ひとり親家庭など1千世帯へ支援 アソビューのチケットなど
「#夏休み格差をなくそう プロジェクト」で、対象は、以前からフローレンスの支援を利用している家庭のほか、全国のひとり親家庭、別居や離婚前の実質的なひとり親家庭、住民税非課税の子育て家庭。あわせて1千世帯への支援を目指す。
プログラミング教室やスポーツ選手によるかけっこ教室などといった体験プログラムの提供を予定する。レジャー施設の予約サイト「アソビュー」で使用できるチケット(1家庭5千円分)も配布する。
世帯年収低いほど、学校外の体験なし 体験は「心の栄養」
フローレンスによると、経済的に厳しい家庭では外出費が真っ先に削られがちだという。
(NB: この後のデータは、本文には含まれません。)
//! Workflow orchestration through a running session
//!
//! Tests cover:
//! - Step timeouts exhausting retries and the single failure recommendation
//! - Alert, health and schedule triggers
//! - Disabled workflows
//! - Workflows declared in a configuration file using the built-in actions

use std::io::Write;
use std::sync::Arc;
use std::time::Duration;

use assert_matches::assert_matches;
use pretty_assertions::assert_eq;
use tokio::sync::mpsc;
use watchtower::config::read_config_file;
use watchtower::error::EngineError;
use watchtower::sources::MemorySource;
use watchtower::workflows::{StepStatus, TriggerKind, WorkflowStep, WorkflowTrigger};
use watchtower::{ExecutionStatus, MEMORY_MB, SessionBuilder, Severity, Workflow};

use crate::helpers::*;

#[tokio::test(start_paused = true)]
async fn test_step_timing_out_twice_fails_the_execution() {
    let source = MemorySource::new();
    let session = builder(&source)
        .action("stuck", pause(Duration::from_secs(60)))
        .action("after", noop())
        .register_workflow(
            Workflow::new("restart", WorkflowTrigger::Manual)
                .step(WorkflowStep::new("stuck").with_timeout(Duration::from_millis(100)))
                .step("after"),
        )
        .start()
        .unwrap();

    let execution = session
        .execute_manually("restart", serde_json::Value::Null)
        .await
        .unwrap();

    assert_eq!(execution.status, ExecutionStatus::Failed);
    assert_eq!(execution.steps_completed, 0);
    assert_eq!(execution.steps_expected, 2);
    assert_eq!(execution.step_results.len(), 1);
    assert_eq!(execution.step_results[0].status, StepStatus::Failed);
    assert_eq!(execution.step_results[0].attempts, 2);
    assert!(execution.error.is_some());

    assert_eq!(execution.recommendations.len(), 1);
    assert!(execution.recommendations[0].contains("stuck"));

    session.stop().await;
}

#[tokio::test(start_paused = true)]
async fn test_alert_triggers_matching_workflow() {
    let source = MemorySource::new();
    source.set("api", MEMORY_MB, 150.0);

    let session = builder(&source)
        .rule(memory_rule(100.0, Severity::High))
        .action("check", noop())
        .register_workflow(
            Workflow::new("triage", WorkflowTrigger::alert_type("memory_.*")).step("check"),
        )
        .start()
        .unwrap();

    let (tx, mut rx) = mpsc::channel(4);
    session.on_execution_complete(tx).await;

    let snapshot = tick(&session).await;
    let execution = recv_within(&mut rx, Duration::from_secs(5)).await;
    let alert = session.open_alerts().pop().unwrap();

    assert_eq!(execution.workflow_id, "triage");
    assert_eq!(execution.trigger, TriggerKind::Alert);
    assert_eq!(execution.alert_id, Some(alert.id));
    assert_eq!(execution.status, ExecutionStatus::Completed);
    assert_eq!(execution.snapshot_at, Some(snapshot.timestamp));
    assert!(execution.started_at >= snapshot.timestamp);
    assert!(
        execution
            .recommendations
            .iter()
            .any(|r| r.contains("memory usage of api exceeds 100MB")),
        "unexpected recommendations: {:?}",
        execution.recommendations
    );

    // the open alert does not trigger again
    tick(&session).await;
    tokio::time::sleep(Duration::from_secs(1)).await;
    assert_eq!(session.executions().await.len(), 1);

    session.stop().await;
}

#[tokio::test(start_paused = true)]
async fn test_disabled_workflow_never_executes() {
    let source = MemorySource::new();
    source.set("api", MEMORY_MB, 150.0);

    let session = builder(&source)
        .rule(memory_rule(100.0, Severity::High))
        .action("check", noop())
        .register_workflow(
            Workflow::new("off", WorkflowTrigger::Severity { min: Severity::Low })
                .step("check")
                .disabled(),
        )
        .register_workflow(
            Workflow::new("on", WorkflowTrigger::Severity { min: Severity::Low }).step("check"),
        )
        .start()
        .unwrap();

    let (tx, mut rx) = mpsc::channel(4);
    session.on_execution_complete(tx).await;

    tick(&session).await;
    let execution = recv_within(&mut rx, Duration::from_secs(5)).await;
    assert_eq!(execution.workflow_id, "on");

    let result = session
        .execute_manually("off", serde_json::Value::Null)
        .await;
    assert_matches!(result, Err(EngineError::WorkflowDisabled(id)) if id == "off");

    tokio::time::sleep(Duration::from_secs(1)).await;
    let executions = session.executions().await;
    assert_eq!(executions.len(), 1);
    assert!(executions.iter().all(|e| e.workflow_id != "off"));

    session.stop().await;
}

#[tokio::test(start_paused = true)]
async fn test_health_trigger_fires_once_per_crossing() {
    let source = MemorySource::new();
    source.set("api", MEMORY_MB, 500.0);

    let session = builder(&source)
        .action("check", noop())
        .register_workflow(
            Workflow::new("recover", WorkflowTrigger::HealthBelow { threshold: 0.5 }).step("check"),
        )
        .start()
        .unwrap();

    let (tx, mut rx) = mpsc::channel(4);
    session.on_execution_complete(tx).await;

    for _ in 0..3 {
        tick(&session).await;
    }
    let first = recv_within(&mut rx, Duration::from_secs(5)).await;
    assert_eq!(first.trigger, TriggerKind::Snapshot);

    tokio::time::sleep(Duration::from_secs(1)).await;
    assert!(drain(&mut rx).is_empty());

    source.set("api", MEMORY_MB, 50.0);
    tick(&session).await;
    source.set("api", MEMORY_MB, 500.0);
    tick(&session).await;

    let second = recv_within(&mut rx, Duration::from_secs(5)).await;
    assert_eq!(second.trigger, TriggerKind::Snapshot);
    assert_eq!(session.executions().await.len(), 2);

    session.stop().await;
}

#[tokio::test(start_paused = true)]
async fn test_scheduled_workflow_runs_on_its_own_cadence() {
    let source = MemorySource::new();
    let session = builder(&source)
        .action("check", noop())
        .register_workflow(
            Workflow::new("report", WorkflowTrigger::Schedule { every_secs: 10 }).step("check"),
        )
        .start()
        .unwrap();

    tokio::time::sleep(Duration::from_secs(35)).await;

    let executions = session.executions().await;
    assert_eq!(executions.len(), 3);
    assert!(executions.iter().all(|e| e.trigger == TriggerKind::Schedule));
    assert!(executions.iter().all(|e| e.status == ExecutionStatus::Completed));

    session.stop().await;
}

#[tokio::test(start_paused = true)]
async fn test_workflows_from_config_file_use_builtin_actions() {
    let mut file = tempfile::NamedTempFile::new().unwrap();
    let config = serde_json::json!({
        "units": [{"id": "api", "kind": "http"}, {"id": "worker"}],
        "alerts": {
            "rules": [
                {"metric": "memory_mb", "comparator": ">", "threshold": 100.0, "severity": "high"}
            ]
        },
        "workflows": [{
            "id": "triage",
            "name": "Memory triage",
            "trigger": {"type": "alert_type", "pattern": "memory_mb"},
            "steps": ["diagnose", {"action": "collect-report", "timeout_ms": 500}]
        }]
    });
    write!(file, "{config}").unwrap();

    let config = read_config_file(file.path().to_str().unwrap()).unwrap();

    let source = MemorySource::new();
    source.set("api", MEMORY_MB, 400.0);
    source.set("worker", MEMORY_MB, 20.0);

    let session = SessionBuilder::from_config(config, Arc::new(source))
        .probe(light_probe())
        .start()
        .unwrap();

    let (tx, mut rx) = mpsc::channel(4);
    session.on_execution_complete(tx).await;
    tick(&session).await;

    let execution = recv_within(&mut rx, Duration::from_secs(5)).await;
    assert_eq!(execution.status, ExecutionStatus::Completed);
    assert_eq!(execution.steps_completed, 2);

    let diagnosis = execution.step_results[0].output.clone().unwrap();
    assert!(diagnosis.contains("worst units: api"), "{diagnosis}");

    let report = execution.step_results[1].output.clone().unwrap();
    assert!(report.contains("high memory_mb alert on api"), "{report}");

    session.stop().await;
}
ある調査では、世帯年収が低い家庭では、学校外の体験がない子どもの割合が増える傾向にあった。体験は子どもたちの能力にも影響し、成長にとって重要な要素だという。
12日に会見した駒崎弘樹会長は「お出かけはできなくても命に関わらないし、『ぜいたくでしょ』と思われがち。でも、さまざまな体験は子どもの心の栄養になり、その後の人生の糧になる。無償で体験プログラムを提供することにより、世帯年収による体験の格差を埋めたい」。同席した慶応大の中室牧子教授(教育経済学)も「学校にアクセスできなくなる夏休みが、子どもたちにとってリスクにならないようにする必要がある」と話した。